_Collected data:_
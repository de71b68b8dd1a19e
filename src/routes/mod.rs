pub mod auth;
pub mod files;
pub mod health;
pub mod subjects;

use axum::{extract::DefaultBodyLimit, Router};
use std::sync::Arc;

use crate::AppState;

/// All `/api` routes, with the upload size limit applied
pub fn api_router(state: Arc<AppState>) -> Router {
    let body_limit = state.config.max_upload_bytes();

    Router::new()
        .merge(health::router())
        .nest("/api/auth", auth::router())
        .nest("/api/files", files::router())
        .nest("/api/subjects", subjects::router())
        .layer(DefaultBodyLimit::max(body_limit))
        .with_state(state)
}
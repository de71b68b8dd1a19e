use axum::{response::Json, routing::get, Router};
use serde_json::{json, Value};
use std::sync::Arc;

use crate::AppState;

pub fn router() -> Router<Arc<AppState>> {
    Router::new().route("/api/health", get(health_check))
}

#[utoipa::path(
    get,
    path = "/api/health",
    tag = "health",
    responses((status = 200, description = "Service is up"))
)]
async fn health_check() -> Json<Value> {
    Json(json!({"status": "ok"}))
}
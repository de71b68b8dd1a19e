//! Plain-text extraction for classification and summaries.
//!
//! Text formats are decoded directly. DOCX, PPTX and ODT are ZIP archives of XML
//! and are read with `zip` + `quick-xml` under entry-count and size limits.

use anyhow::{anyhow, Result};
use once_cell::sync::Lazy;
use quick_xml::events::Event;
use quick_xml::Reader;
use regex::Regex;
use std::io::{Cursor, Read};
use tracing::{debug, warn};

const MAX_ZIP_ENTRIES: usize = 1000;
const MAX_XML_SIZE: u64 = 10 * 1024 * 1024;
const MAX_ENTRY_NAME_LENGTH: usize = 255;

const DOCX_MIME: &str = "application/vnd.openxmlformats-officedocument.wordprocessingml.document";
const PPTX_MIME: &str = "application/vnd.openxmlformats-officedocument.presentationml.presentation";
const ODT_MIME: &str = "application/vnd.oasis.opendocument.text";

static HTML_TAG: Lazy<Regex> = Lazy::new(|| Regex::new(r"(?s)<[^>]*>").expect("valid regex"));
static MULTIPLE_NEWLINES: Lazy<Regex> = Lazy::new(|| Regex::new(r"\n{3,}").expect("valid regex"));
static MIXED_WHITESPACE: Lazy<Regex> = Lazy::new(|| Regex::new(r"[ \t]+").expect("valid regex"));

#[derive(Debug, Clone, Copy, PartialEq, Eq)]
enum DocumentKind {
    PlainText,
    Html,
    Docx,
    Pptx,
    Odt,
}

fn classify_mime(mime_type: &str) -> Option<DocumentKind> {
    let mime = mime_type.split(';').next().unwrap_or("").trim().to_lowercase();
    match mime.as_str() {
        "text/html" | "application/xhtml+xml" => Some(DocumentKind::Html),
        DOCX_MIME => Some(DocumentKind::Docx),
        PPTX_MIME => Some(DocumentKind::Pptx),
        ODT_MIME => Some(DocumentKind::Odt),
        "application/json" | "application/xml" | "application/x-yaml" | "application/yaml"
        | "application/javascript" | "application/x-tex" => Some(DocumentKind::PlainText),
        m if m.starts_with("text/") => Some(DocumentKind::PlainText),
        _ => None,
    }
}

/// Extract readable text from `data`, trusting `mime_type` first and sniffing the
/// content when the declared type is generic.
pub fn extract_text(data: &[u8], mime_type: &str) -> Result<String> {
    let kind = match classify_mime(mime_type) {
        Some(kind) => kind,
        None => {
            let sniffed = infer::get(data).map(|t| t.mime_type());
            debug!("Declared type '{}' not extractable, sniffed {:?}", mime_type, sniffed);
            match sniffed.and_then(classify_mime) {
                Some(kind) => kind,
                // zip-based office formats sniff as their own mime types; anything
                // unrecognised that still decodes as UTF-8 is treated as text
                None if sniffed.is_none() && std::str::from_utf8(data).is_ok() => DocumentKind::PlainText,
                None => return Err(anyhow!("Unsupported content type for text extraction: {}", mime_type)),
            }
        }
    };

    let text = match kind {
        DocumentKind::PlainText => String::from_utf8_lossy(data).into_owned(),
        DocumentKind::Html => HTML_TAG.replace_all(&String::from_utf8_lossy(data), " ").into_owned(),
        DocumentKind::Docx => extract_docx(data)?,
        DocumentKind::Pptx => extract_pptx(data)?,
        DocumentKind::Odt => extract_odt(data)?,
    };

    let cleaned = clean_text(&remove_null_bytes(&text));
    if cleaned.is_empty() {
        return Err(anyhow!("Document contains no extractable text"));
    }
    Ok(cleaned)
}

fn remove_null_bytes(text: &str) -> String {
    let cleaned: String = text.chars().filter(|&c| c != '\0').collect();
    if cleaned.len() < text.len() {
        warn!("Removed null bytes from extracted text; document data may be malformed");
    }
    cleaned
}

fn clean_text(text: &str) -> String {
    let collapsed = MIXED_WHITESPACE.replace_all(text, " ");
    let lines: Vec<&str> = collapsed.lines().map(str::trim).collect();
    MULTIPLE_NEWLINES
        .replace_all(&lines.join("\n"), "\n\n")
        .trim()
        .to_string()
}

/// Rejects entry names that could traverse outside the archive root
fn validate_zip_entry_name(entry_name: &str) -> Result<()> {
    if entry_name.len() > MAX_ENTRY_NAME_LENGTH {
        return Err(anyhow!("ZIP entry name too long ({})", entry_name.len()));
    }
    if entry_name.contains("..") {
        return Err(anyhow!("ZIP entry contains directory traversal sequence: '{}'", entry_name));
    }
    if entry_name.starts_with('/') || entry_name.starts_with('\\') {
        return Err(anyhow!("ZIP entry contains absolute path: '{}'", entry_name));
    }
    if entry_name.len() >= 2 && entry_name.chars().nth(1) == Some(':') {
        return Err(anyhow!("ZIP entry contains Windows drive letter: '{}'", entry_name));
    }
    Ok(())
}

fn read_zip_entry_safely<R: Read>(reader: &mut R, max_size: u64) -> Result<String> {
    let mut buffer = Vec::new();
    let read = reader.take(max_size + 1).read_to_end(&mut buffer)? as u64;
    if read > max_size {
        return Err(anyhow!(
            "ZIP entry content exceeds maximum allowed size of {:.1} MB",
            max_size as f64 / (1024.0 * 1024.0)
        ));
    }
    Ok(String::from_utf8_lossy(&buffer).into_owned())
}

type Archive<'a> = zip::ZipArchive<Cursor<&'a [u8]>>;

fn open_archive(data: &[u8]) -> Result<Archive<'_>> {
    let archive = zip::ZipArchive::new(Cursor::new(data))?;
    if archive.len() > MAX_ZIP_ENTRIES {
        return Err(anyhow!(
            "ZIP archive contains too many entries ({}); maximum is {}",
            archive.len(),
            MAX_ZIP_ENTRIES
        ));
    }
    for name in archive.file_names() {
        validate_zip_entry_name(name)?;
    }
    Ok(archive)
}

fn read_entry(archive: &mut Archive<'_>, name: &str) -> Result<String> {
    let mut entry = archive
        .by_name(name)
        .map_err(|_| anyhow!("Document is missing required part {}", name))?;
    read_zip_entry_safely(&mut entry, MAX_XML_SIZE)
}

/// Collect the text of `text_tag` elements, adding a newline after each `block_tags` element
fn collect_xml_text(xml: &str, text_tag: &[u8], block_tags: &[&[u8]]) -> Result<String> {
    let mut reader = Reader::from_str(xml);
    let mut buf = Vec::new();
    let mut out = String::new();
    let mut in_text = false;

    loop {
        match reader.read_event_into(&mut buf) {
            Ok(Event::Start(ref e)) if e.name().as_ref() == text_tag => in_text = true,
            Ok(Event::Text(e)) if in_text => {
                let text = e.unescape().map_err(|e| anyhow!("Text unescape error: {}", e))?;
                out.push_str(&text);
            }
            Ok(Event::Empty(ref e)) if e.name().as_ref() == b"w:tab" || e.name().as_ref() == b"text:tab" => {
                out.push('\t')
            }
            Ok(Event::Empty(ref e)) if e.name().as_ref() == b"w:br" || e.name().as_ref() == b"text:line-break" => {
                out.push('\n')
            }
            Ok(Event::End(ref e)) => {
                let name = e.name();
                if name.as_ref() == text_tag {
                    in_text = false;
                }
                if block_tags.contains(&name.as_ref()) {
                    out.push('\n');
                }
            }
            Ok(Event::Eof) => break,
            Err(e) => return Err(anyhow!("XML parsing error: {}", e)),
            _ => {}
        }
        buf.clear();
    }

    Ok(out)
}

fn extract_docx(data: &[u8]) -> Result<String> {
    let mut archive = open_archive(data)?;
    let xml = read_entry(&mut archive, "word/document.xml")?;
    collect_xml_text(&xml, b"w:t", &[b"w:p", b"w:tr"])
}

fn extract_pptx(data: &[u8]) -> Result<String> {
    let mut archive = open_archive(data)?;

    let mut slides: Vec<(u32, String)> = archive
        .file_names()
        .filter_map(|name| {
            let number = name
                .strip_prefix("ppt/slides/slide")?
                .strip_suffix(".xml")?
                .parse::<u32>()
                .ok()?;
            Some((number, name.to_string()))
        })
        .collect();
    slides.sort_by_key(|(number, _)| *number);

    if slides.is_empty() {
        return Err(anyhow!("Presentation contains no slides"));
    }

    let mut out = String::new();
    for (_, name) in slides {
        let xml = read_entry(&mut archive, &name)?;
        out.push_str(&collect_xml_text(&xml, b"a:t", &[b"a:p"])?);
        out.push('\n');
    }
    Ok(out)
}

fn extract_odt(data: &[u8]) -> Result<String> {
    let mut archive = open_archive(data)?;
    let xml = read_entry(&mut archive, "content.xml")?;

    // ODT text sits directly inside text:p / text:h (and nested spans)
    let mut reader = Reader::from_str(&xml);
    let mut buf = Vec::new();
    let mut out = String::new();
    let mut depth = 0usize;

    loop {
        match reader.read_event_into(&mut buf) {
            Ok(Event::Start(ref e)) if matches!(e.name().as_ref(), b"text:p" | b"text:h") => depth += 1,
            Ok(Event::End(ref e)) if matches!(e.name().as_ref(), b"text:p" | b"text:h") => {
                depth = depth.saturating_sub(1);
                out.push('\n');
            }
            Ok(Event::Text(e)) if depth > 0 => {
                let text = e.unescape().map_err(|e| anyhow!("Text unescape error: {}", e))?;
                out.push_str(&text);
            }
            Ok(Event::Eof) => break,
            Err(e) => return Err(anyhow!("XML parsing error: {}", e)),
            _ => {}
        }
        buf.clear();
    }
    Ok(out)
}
==
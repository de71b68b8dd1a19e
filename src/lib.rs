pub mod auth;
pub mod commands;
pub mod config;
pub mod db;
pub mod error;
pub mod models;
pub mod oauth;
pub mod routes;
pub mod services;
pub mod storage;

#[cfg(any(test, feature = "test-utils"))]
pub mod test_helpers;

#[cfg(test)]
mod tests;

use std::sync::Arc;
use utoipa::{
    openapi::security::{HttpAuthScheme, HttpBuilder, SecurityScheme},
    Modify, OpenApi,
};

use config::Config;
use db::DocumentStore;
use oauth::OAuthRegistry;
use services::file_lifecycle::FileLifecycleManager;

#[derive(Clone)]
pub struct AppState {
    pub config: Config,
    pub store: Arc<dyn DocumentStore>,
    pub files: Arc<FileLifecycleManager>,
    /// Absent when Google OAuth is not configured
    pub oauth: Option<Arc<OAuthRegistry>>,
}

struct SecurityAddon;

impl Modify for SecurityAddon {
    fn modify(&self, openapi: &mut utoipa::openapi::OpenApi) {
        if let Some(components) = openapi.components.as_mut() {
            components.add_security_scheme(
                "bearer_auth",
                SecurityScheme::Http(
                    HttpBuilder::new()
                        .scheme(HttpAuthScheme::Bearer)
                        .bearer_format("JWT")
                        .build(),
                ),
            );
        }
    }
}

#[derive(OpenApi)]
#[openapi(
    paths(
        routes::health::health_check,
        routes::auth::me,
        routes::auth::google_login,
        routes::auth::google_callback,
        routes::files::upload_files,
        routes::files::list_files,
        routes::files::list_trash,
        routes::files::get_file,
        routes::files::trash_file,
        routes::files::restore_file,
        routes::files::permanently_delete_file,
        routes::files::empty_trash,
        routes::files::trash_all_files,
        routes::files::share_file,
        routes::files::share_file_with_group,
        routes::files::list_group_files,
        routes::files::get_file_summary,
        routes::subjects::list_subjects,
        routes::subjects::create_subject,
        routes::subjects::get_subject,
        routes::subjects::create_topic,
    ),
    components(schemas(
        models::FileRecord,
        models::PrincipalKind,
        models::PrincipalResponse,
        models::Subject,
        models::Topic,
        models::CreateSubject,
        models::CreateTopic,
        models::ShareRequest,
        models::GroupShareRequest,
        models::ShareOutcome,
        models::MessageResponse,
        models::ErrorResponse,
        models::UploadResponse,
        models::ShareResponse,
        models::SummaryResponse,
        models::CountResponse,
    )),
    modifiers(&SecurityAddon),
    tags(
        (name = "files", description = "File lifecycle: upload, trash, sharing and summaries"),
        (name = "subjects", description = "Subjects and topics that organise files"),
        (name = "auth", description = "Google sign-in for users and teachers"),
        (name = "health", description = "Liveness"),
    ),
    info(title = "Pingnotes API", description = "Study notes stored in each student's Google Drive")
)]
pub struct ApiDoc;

_DIRECTIONS:_ Above are the records. Copy every line in them holding "FileLifecycleManager".

_ANSWER SECTION:_
use services::file_lifecycle::FileLifecycleManager;
    pub files: Arc<FileLifecycleManager>,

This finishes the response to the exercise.